The influence of Jan Kott’s Shakespeare our Contemporary was behind much of the RSC’s best work in the period and was heavily felt in Europe, while Brecht was followed from the late 1950s by directors like Roger Planchon in Lyon and Giorgio Strehler in Milan, who made socialist commentary out of Shakespeare. Strehler was one of the most consistently inventive of interpreters, his work culminating in a remarkable Tempest in 1978. In the Soviet Union and in the Eastern Bloc Shakespeare grew in official importance, though after 1968 approved productions frequently vied with ‘dissident’ ones—often indebted to Kott—that tended to use Shakespeare’s texts as coded messages about regimes that could not be criticized openly. Yuri Lyubimov’s Hamlet (Moscow, 1971) is representative of the same trend in the Soviet Union, a production in which a travelling curtain, like the forces of history, swept all before it into the grave.
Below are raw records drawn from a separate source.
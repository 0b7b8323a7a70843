//! Model provider implementations for CloudWarden.
//!
//! All providers implement the `cloudwarden_core::Provider` trait.

pub mod openai_compat;

pub use openai_compat::OpenAiCompatProvider;
//! Message and Conversation domain types.
//!
//! A mission's conversation is append-only: the agent loop pushes the model's
//! proposals and the tool results it dispatched, and never rewrites history.

use chrono::{DateTime, Utc};
use serde::{Deserialize, Serialize};
use uuid::Uuid;

/// The role of a message sender in a conversation.
#[derive(Debug, Clone, Copy, PartialEq, Eq, Serialize, Deserialize)]
#[serde(rename_all = "lowercase")]
pub enum Role {
    /// The operator
    User,
    /// The model
    Assistant,
    /// Mission instructions
    System,
    /// Tool execution result
    Tool,
}

/// A single message in a conversation.
#[derive(Debug, Clone, Serialize, Deserialize)]
pub struct Message {
    /// Unique message ID
    pub id: String,

    /// Who sent this message
    pub role: Role,

    /// The text content
    pub content: String,

    /// Tool calls requested by the model (at most one is honoured per turn)
    #[serde(default, skip_serializing_if = "Vec::is_empty")]
    pub tool_calls: Vec<MessageToolCall>,

    /// If this is a tool result, which tool call it responds to
    #[serde(default, skip_serializing_if = "Option::is_none")]
    pub tool_call_id: Option<String>,

    /// If this is a tool result, the name of the tool that produced it
    #[serde(default, skip_serializing_if = "Option::is_none")]
    pub name: Option<String>,

    /// Timestamp
    pub timestamp: DateTime<Utc>,
}

impl Message {
    fn with_role(role: Role, content: impl Into<String>) -> Self {
        Self {
            id: Uuid::new_v4().to_string(),
            role,
            content: content.into(),
            tool_calls: Vec::new(),
            tool_call_id: None,
            name: None,
            timestamp: Utc::now(),
        }
    }

    /// Create a new user message.
    pub fn user(content: impl Into<String>) -> Self {
        Self::with_role(Role::User, content)
    }

    /// Create a new assistant message.
    pub fn assistant(content: impl Into<String>) -> Self {
        Self::with_role(Role::Assistant, content)
    }

    /// Create a new system message.
    pub fn system(content: impl Into<String>) -> Self {
        Self::with_role(Role::System, content)
    }

    /// Create a tool result message tagged with the tool's name.
    pub fn tool_result(
        tool_call_id: impl Into<String>,
        tool_name: impl Into<String>,
        content: impl Into<String>,
    ) -> Self {
        let mut msg = Self::with_role(Role::Tool, content);
        msg.tool_call_id = Some(tool_call_id.into());
        msg.name = Some(tool_name.into());
        msg
    }

    /// Whether the model asked for a tool in this message.
    pub fn has_tool_call(&self) -> bool {
        !self.tool_calls.is_empty()
    }
}

/// A tool call embedded in an assistant message.
#[derive(Debug, Clone, Serialize, Deserialize)]
pub struct MessageToolCall {
    /// Unique ID for this tool call
    pub id: String,

    /// Name of the tool to invoke
    pub name: String,

    /// Arguments as JSON string
    pub arguments: String,
}

/// An ordered sequence of messages for one mission.
#[derive(Debug, Clone, Default, Serialize, Deserialize)]
pub struct Conversation {
    /// Ordered messages
    pub messages: Vec<Message>,
}

impl Conversation {
    /// Create a new empty conversation.
    pub fn new() -> Self {
        Self::default()
    }

    /// Start a conversation from a system prompt and an opening user message.
    pub fn seeded(system_prompt: impl Into<String>, user_message: impl Into<String>) -> Self {
        let mut conv = Self::new();
        conv.push(Message::system(system_prompt));
        conv.push(Message::user(user_message));
        conv
    }

    /// Add a message to the conversation.
    pub fn push(&mut self, message: Message) {
        self.messages.push(message);
    }

    /// Number of messages so far.
    pub fn len(&self) -> usize {
        self.messages.len()
    }

    pub fn is_empty(&self) -> bool {
        self.messages.is_empty()
    }

    /// The most recent message, if any.
    pub fn last(&self) -> Option<&Message> {
        self.messages.last()
    }
}

#[cfg(test)]
mod tests {
    use super::*;

    #[test]
    fn create_user_message() {
        let msg = Message::user("List my buckets");
        assert_eq!(msg.role, Role::User);
        assert_eq!(msg.content, "List my buckets");
        assert!(!msg.has_tool_call());
    }

    #[test]
    fn tool_result_is_tagged_with_tool_name() {
        let msg = Message::tool_result("call_1", "aws_cli", "{\"output\":\"ok\"}");
        assert_eq!(msg.role, Role::Tool);
        assert_eq!(msg.name.as_deref(), Some("aws_cli"));
        assert_eq!(msg.tool_call_id.as_deref(), Some("call_1"));
    }

    #[test]
    fn seeded_conversation_starts_with_system_then_user() {
        let conv = Conversation::seeded("You are a security analyst", "Scan s3");
        assert_eq!(conv.len(), 2);
        assert_eq!(conv.messages[0].role, Role::System);
        assert_eq!(conv.messages[1].role, Role::User);
        assert_eq!(conv.last().map(|m| m.content.as_str()), Some("Scan s3"));
    }

    #[test]
    fn role_serializes_lowercase() {
        let json = serde_json::to_string(&Role::Assistant).unwrap();
        assert_eq!(json, "\"assistant\"");
    }
}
1980–2000 Around the end of the 1970s, as the Cold War receded and new concerns occupied artists internationally, Shakespeare performance became more varied and less predictable. Directors in the period retained most of their power, though often it was modulated by the growing importance of designers for productions that returned to the spectacular mode. In a male-dominated profession women directors like Ariane Mnouchkine in France, Deborah Warner in England, and Karin Beier in Germany brought new ideas and approaches, while actors like Alan Howard and Helen Mirren established international reputations through Shakespeare. The RSC remained important but no longer held the dominant artistic position as Shakespeare spread around the globe in a mélange of fashions. Productions at Stratford by Michael Bogdanov, however (e.g. The Taming of the Shrew in 1978 and Romeo and Juliet in 1986), were consistently stimulating and often attracted young audiences. With the actor Michael Pennington, Bogdanov went on to found the English Shakespeare Company as a touring organization, and their marathon rendition of the history plays, The Wars of the Roses (1987–8), was an exciting experiment that used postmodern strategies of crossing time periods. Warner’s work with the RSC and the National Theatre was particularly gripping, from powerful versions of Titus Andronicus and King Lear (1987 and 1990, with Brian Cox acting in both) to Richard II (1995) with Fiona Shaw playing the King in a gender-neutral manner.

One of the continuing troubles of the RSC lay in its theatres. London operations were transferred in 1982 to the Barbican Arts Centre, an uninviting building with a main house even more unsuited for Shakespeare than the large theatre in Stratford. A smaller space with an open plan, the Swan (1986) has been a godsend at Stratford; this and the remodelled Other Place were sites for much of the company’s most valuable work. Some mainstream British productions suffered from a connection to ‘heritage’ made during the Thatcher-Major years, a movement that stressed the high art or ancestral merit in Shakespeare and was in opposition to the contemporary values ascribed to the plays in the earlier post-war period. A battle for the ownership of the national dramatist was taking place and spread beyond the academy onto the pages of the popular press, with members of the royal family entering the fray. Theatres, suffering declining subsidies in the same period, were often forced to rely on an appeal to cultural tourism to fill their seats. This was most apparent in the construction of ‘Shakespeare’s Globe’ in London, a project begun by the American actor Sam Wanamaker in the 1970s and completed in 1997 after his death. Controversy has surrounded both the cultural intent of the project and its claim to architectural authenticity, though few deny the powerful effect of watching a play while standing in the yard of the open-roofed space. The productions staged there in the summers have yet to reach first-class status but have returned audiences to a central role in Shakespeare performance.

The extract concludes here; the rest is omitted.